(Saved entries)
▼

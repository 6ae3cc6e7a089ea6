//! RAII-managed staging directory.
//!
//! Imports and plugin VM creation write into a directory they own
//! exclusively. The directory is removed on drop unless it has been
//! committed with [`StagingDir::take`].

use std::fs::{self, DirBuilder};
use std::os::unix::fs::DirBuilderExt;
use std::path::{Path, PathBuf};

use vmdisk_shared::errors::{VmDiskError, VmDiskResult};

use super::constants::modes;

/// Exclusively owned staging directory.
///
/// Automatically deletes the directory (recursively) when dropped unless
/// ownership was released with `take()`.
#[derive(Debug)]
pub struct StagingDir {
    path: PathBuf,
    /// Set once ownership has been given up; drop leaves the tree alone.
    released: bool,
}

impl StagingDir {
    /// Create a fresh staging directory at `path`.
    ///
    /// Fails with `AlreadyExists` if anything is already there: another
    /// job owns it. The parent directory must exist.
    pub fn create(path: &Path) -> VmDiskResult<Self> {
        if path.exists() {
            return Err(VmDiskError::AlreadyExists(format!(
                "staging directory {} already exists",
                path.display()
            )));
        }

        DirBuilder::new()
            .mode(modes::STAGING_DIR)
            .create(path)
            .map_err(|e| {
                VmDiskError::from_io(
                    format!("failed to create staging directory {}", path.display()),
                    e,
                )
            })?;

        tracing::debug!(path = %path.display(), "Created staging directory");
        Ok(Self {
            path: path.to_path_buf(),
            released: false,
        })
    }

    /// Get the staging directory path.
    pub fn path(&self) -> &Path {
        &self.path
    }

    /// Release ownership (prevent cleanup) and return the path.
    ///
    /// Use once the contents have been committed elsewhere or the
    /// directory itself is the final result.
    pub fn take(mut self) -> PathBuf {
        self.released = true;
        std::mem::take(&mut self.path)
    }

    /// Remove the (now empty) directory immediately.
    ///
    /// Used after the staged file has been renamed into place.
    pub fn remove_empty(mut self) -> VmDiskResult<()> {
        self.released = true;
        fs::remove_dir(&self.path).map_err(|e| {
            VmDiskError::from_io(
                format!("failed to remove staging directory {}", self.path.display()),
                e,
            )
        })
    }
}

impl Drop for StagingDir {
    fn drop(&mut self) {
        if self.released {
            return;
        }

        if self.path.exists() {
            if let Err(e) = fs::remove_dir_all(&self.path) {
                tracing::warn!(
                    "Failed to cleanup staging directory {}: {}",
                    self.path.display(),
                    e
                );
            } else {
                tracing::debug!("Cleaned up staging directory: {}", self.path.display());
            }
        }
    }
}

#[cfg(test)]
mod tests {
    use super::*;
    use std::os::unix::fs::PermissionsExt;
    use tempfile::TempDir;

    #[test]
    fn test_dropped_staging_dir_is_removed() {
        let temp_dir = TempDir::new().unwrap();
        let path = temp_dir.path().join("stage");

        {
            let staging = StagingDir::create(&path).unwrap();
            fs::write(staging.path().join("partial.img"), b"half").unwrap();
            assert!(path.is_dir());
        }

        assert!(!path.exists());
    }

    #[test]
    fn test_taken_staging_dir_survives() {
        let temp_dir = TempDir::new().unwrap();
        let path = temp_dir.path().join("vm");

        let staging = StagingDir::create(&path).unwrap();
        let kept = staging.take();

        assert_eq!(kept, path);
        assert!(path.is_dir());
    }

    #[test]
    fn test_existing_path_is_rejected() {
        let temp_dir = TempDir::new().unwrap();
        let path = temp_dir.path().join("stage");

        let _first = StagingDir::create(&path).unwrap();
        let second = StagingDir::create(&path);

        assert!(matches!(second, Err(VmDiskError::AlreadyExists(_))));
        // The losing attempt must not delete the winner's directory.
        assert!(path.is_dir());
    }

    #[test]
    fn test_directory_mode() {
        let temp_dir = TempDir::new().unwrap();
        let path = temp_dir.path().join("stage");

        let staging = StagingDir::create(&path).unwrap();
        let mode = fs::metadata(staging.path()).unwrap().permissions().mode();

        // umask may only clear bits
        assert_eq!(mode & 0o7777 & !modes::STAGING_DIR, 0);
    }

    #[test]
    fn test_remove_empty() {
        let temp_dir = TempDir::new().unwrap();
        let path = temp_dir.path().join("stage");

        let staging = StagingDir::create(&path).unwrap();
        staging.remove_empty().unwrap();

        assert!(!path.exists());
    }
}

▲

◆ **Task directions**: Report the number of lines in the entries above that include the word "VmDiskResult" and add nothing to it.

◆ **Answer to this task**: 3